• _What needs to be done_: Read through the data and report every line in which the word "crate" occurs.

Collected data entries
--
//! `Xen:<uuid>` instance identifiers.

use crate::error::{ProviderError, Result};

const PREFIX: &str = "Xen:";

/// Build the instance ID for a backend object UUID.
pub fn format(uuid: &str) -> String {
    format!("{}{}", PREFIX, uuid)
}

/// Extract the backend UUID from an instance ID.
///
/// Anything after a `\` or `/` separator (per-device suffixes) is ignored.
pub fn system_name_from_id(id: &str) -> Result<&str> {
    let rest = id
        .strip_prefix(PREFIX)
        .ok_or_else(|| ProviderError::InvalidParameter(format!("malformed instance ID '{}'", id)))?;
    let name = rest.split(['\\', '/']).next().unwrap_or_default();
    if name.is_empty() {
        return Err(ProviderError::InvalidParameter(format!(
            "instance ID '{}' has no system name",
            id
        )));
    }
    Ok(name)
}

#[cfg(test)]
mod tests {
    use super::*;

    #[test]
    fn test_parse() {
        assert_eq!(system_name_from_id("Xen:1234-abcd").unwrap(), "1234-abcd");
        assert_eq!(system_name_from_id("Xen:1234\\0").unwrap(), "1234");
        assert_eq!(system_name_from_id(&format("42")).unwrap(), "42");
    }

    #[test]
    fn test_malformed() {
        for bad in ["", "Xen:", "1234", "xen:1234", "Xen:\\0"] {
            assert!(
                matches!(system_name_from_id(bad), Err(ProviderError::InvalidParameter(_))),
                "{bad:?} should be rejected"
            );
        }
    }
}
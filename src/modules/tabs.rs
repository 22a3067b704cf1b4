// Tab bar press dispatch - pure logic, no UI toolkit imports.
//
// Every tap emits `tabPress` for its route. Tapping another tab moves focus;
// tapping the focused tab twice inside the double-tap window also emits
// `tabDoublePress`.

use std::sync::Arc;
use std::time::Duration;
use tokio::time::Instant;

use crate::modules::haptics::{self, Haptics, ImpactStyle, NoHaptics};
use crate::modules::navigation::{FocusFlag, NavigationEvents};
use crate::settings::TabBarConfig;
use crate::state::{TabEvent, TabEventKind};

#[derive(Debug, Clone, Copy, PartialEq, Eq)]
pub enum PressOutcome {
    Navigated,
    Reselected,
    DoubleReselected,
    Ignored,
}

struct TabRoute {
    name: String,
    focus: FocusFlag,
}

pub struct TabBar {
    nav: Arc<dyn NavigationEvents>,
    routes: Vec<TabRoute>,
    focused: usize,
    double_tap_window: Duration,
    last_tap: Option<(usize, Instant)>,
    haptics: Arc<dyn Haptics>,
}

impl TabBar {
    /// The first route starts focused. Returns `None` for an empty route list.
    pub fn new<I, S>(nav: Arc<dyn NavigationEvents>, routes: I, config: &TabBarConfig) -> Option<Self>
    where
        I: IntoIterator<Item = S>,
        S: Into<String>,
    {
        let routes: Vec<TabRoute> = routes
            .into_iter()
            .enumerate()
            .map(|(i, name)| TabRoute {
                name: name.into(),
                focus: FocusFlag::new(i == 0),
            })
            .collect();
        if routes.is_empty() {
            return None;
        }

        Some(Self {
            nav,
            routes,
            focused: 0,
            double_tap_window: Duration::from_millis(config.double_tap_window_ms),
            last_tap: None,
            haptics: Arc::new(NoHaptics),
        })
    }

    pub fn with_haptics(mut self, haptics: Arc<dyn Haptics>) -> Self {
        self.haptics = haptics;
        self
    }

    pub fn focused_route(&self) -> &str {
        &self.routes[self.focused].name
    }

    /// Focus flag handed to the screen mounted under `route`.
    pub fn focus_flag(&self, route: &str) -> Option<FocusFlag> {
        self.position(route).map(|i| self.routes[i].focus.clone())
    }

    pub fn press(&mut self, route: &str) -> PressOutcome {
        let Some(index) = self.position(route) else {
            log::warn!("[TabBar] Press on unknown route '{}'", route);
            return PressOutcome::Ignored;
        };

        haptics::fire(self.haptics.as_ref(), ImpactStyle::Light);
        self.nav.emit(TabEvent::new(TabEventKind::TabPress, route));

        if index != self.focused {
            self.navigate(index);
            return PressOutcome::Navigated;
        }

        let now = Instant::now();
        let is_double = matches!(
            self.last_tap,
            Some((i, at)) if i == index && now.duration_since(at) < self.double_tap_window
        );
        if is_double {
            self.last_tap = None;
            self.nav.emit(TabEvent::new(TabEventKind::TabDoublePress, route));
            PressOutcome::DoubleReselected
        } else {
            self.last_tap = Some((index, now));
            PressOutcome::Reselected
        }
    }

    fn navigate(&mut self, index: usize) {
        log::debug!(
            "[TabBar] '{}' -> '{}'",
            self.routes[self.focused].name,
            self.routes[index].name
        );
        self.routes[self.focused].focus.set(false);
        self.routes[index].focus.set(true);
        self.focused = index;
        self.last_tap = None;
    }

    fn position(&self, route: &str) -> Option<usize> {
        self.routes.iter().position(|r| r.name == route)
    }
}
--
• _Solution to the exercise_:
use crate::error::{ProviderError, Result};
use crate::modules::haptics::{self, Haptics, ImpactStyle, NoHaptics};
use crate::modules::navigation::{FocusFlag, NavigationEvents};
use crate::settings::TabBarConfig;
use crate::state::{TabEvent, TabEventKind};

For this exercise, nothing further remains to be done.